• WORK INSTRUCTIONS:
Only these lines are needed: the first line of the entries below through the line with "use uuid::Uuid;", each returned exactly.

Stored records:
§

//! Best-effort broadcast bus between processes.
//!
//! Delivery is asynchronous and unordered with respect to store writes.
//! A sender never hears its own messages.

use crate::channel::{Envelope, Inbox};
use crate::models::BusMessage;
use std::io;
use std::path::PathBuf;
use std::sync::Arc;
use thiserror::Error;
use tokio::sync::broadcast;
use tracing::debug;
use uuid::Uuid;

const BUS_CAPACITY: usize = 32;

#[derive(Debug, Error)]
pub enum BusError {
    #[error("broadcast transport is not supported on this platform")]
    Unsupported,
    #[error("bus I/O failed for {path}: {source}")]
    Io {
        path: PathBuf,
        #[source]
        source: io::Error,
    },
    #[error("failed to encode bus message: {0}")]
    Encode(#[from] serde_json::Error),
}

/// Fan-out channel to every other live process.
pub trait Bus: Send + Sync {
    /// Send to all other processes. Returns how many endpoints were reached.
    fn publish(&self, message: BusMessage) -> Result<usize, BusError>;
    fn subscribe(&self) -> Inbox<BusMessage>;
}

/// In-process bus. Each `attach()`ed endpoint plays one process.
#[derive(Clone)]
pub struct MemoryBus {
    tx: broadcast::Sender<Envelope<BusMessage>>,
    id: Uuid,
}

impl MemoryBus {
    pub fn new() -> Self {
        let (tx, _) = broadcast::channel(BUS_CAPACITY);
        Self {
            tx,
            id: Uuid::new_v4(),
        }
    }

    pub fn attach(&self) -> Self {
        Self {
            tx: self.tx.clone(),
            id: Uuid::new_v4(),
        }
    }
}

impl Default for MemoryBus {
    fn default() -> Self {
        Self::new()
    }
}

impl Bus for MemoryBus {
    fn publish(&self, message: BusMessage) -> Result<usize, BusError> {
        let reached = self
            .tx
            .send(Envelope {
                origin: self.id,
                payload: message,
            })
            .unwrap_or(0);
        debug!(?message, reached, "Published on memory bus");
        Ok(reached)
    }

    fn subscribe(&self) -> Inbox<BusMessage> {
        Inbox::new(self.tx.subscribe(), self.id)
    }
}

/// Default directory for bus sockets, next to the file store.
pub fn default_bus_dir() -> PathBuf {
    dirs::runtime_dir()
        .unwrap_or_else(std::env::temp_dir)
        .join("singlebell")
        .join("bus")
}

/// Open the cross-process socket bus, or explain why it is unavailable.
///
/// Must be called from within a tokio runtime.
pub fn open_socket_bus(dir: impl Into<PathBuf>) -> Result<Arc<dyn Bus>, BusError> {
    #[cfg(unix)]
    {
        let bus: Arc<dyn Bus> = Arc::new(unix::SocketBus::bind(dir)?);
        Ok(bus)
    }
    #[cfg(not(unix))]
    {
        let _ = dir.into();
        Err(BusError::Unsupported)
    }
}

#[cfg(unix)]
mod unix {
    use super::*;
    use crate::channel::FOREIGN;
    use std::fs;
    use std::os::unix::net::UnixDatagram as StdDatagram;
    use tokio::net::UnixDatagram;
    use tokio::task::JoinHandle;
    use tracing::{trace, warn};

    const MAX_DATAGRAM: usize = 512;

    /// One datagram socket per process in a shared directory.
    /// Publishing fans out to every other socket file found there.
    pub struct SocketBus {
        dir: PathBuf,
        path: PathBuf,
        sender: StdDatagram,
        tx: broadcast::Sender<Envelope<BusMessage>>,
        reader: JoinHandle<()>,
        id: Uuid,
    }

    impl SocketBus {
        pub fn bind(dir: impl Into<PathBuf>) -> Result<Self, BusError> {
            let dir = dir.into();
            fs::create_dir_all(&dir).map_err(|source| BusError::Io {
                path: dir.clone(),
                source,
            })?;

            let id = Uuid::new_v4();
            let path = dir.join(format!("{}.sock", id.simple()));
            let socket = UnixDatagram::bind(&path).map_err(|source| BusError::Io {
                path: path.clone(),
                source,
            })?;
            let sender = StdDatagram::unbound()
                .and_then(|s| s.set_nonblocking(true).map(|_| s))
                .map_err(|source| BusError::Io {
                    path: path.clone(),
                    source,
                })?;

            let (tx, _) = broadcast::channel(BUS_CAPACITY);
            let reader = tokio::spawn(read_loop(socket, tx.clone()));
            debug!(socket = %path.display(), "Bound socket bus");

            Ok(Self {
                dir,
                path,
                sender,
                tx,
                reader,
                id,
            })
        }
    }

    async fn read_loop(socket: UnixDatagram, tx: broadcast::Sender<Envelope<BusMessage>>) {
        let mut buf = [0u8; MAX_DATAGRAM];
        loop {
            match socket.recv(&mut buf).await {
                Ok(n) => match serde_json::from_slice::<BusMessage>(&buf[..n]) {
                    Ok(message) => {
                        trace!(?message, "Bus datagram received");
                        let _ = tx.send(Envelope {
                            origin: FOREIGN,
                            payload: message,
                        });
                    }
                    Err(e) => warn!("Dropping unrecognised bus datagram: {}", e),
                },
                Err(e) => {
                    warn!("Bus socket closed: {}", e);
                    break;
                }
            }
        }
    }

    impl Bus for SocketBus {
        fn publish(&self, message: BusMessage) -> Result<usize, BusError> {
            let bytes = serde_json::to_vec(&message)?;
            let entries = fs::read_dir(&self.dir).map_err(|source| BusError::Io {
                path: self.dir.clone(),
                source,
            })?;

            let mut reached = 0;
            for entry in entries.flatten() {
                let peer = entry.path();
                if peer == self.path || peer.extension().and_then(|e| e.to_str()) != Some("sock") {
                    continue;
                }
                match self.sender.send_to(&bytes, &peer) {
                    Ok(_) => reached += 1,
                    Err(e)
                        if matches!(
                            e.kind(),
                            io::ErrorKind::ConnectionRefused | io::ErrorKind::NotFound
                        ) =>
                    {
                        // Owner died without cleaning up.
                        debug!(peer = %peer.display(), "Pruning dead bus socket");
                        let _ = fs::remove_file(&peer);
                    }
                    Err(e) => warn!(peer = %peer.display(), "Bus send failed: {}", e),
                }
            }
            debug!(?message, reached, "Published on socket bus");
            Ok(reached)
        }

        fn subscribe(&self) -> Inbox<BusMessage> {
            Inbox::new(self.tx.subscribe(), self.id)
        }
    }

    impl Drop for SocketBus {
        fn drop(&mut self) {
            self.reader.abort();
            let _ = fs::remove_file(&self.path);
        }
    }

    #[cfg(test)]
    mod tests {
        use super::*;
        use std::time::Duration;
        use tempfile::tempdir;

        #[tokio::test]
        async fn test_socket_bus_fans_out_to_peers() {
            let dir = tempdir().unwrap();
            let a = SocketBus::bind(dir.path()).unwrap();
            let b = SocketBus::bind(dir.path()).unwrap();
            let mut a_inbox = a.subscribe();
            let mut b_inbox = b.subscribe();

            assert_eq!(a.publish(BusMessage::StopAllSounds).unwrap(), 1);

            let got = tokio::time::timeout(Duration::from_secs(2), b_inbox.recv())
                .await
                .unwrap();
            assert_eq!(got, Some(BusMessage::StopAllSounds));

            // The sender does not hear itself.
            let echo = tokio::time::timeout(Duration::from_millis(100), a_inbox.recv()).await;
            assert!(echo.is_err());
        }

        #[tokio::test]
        async fn test_socket_bus_prunes_dead_peers() {
            let dir = tempdir().unwrap();
            let a = SocketBus::bind(dir.path()).unwrap();
            let stale = dir.path().join("gone.sock");
            {
                let _dead = StdDatagram::bind(&stale).unwrap();
            }
            assert_eq!(a.publish(BusMessage::StopAllSounds).unwrap(), 0);
            assert!(!stale.exists());
        }
    }
}

#[cfg(test)]
mod tests {
    use super::*;

    #[tokio::test]
    async fn test_memory_bus_delivers_to_others() {
        let bus = MemoryBus::new();
        let a = bus.attach();
        let b = bus.attach();
        let mut a_inbox = a.subscribe();
        let mut b_inbox = b.subscribe();

        a.publish(BusMessage::StopAllSounds).unwrap();
        b.publish(BusMessage::StopAllSounds).unwrap();

        assert_eq!(b_inbox.recv().await, Some(BusMessage::StopAllSounds));
        // a only ever sees b's message.
        assert_eq!(a_inbox.recv().await, Some(BusMessage::StopAllSounds));
    }

    #[test]
    fn test_memory_bus_without_subscribers() {
        let bus = MemoryBus::new();
        assert_eq!(bus.publish(BusMessage::StopAllSounds).unwrap(), 0);
    }
}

§

• FINAL ANSWER:
//! Best-effort broadcast bus between processes.
//!
//! Delivery is asynchronous and unordered with respect to store writes.
//! A sender never hears its own messages.

use crate::channel::{Envelope, Inbox};
use crate::models::BusMessage;
use std::io;
use std::path::PathBuf;
use std::sync::Arc;
use thiserror::Error;
use tokio::sync::broadcast;
use tracing::debug;
use uuid::Uuid;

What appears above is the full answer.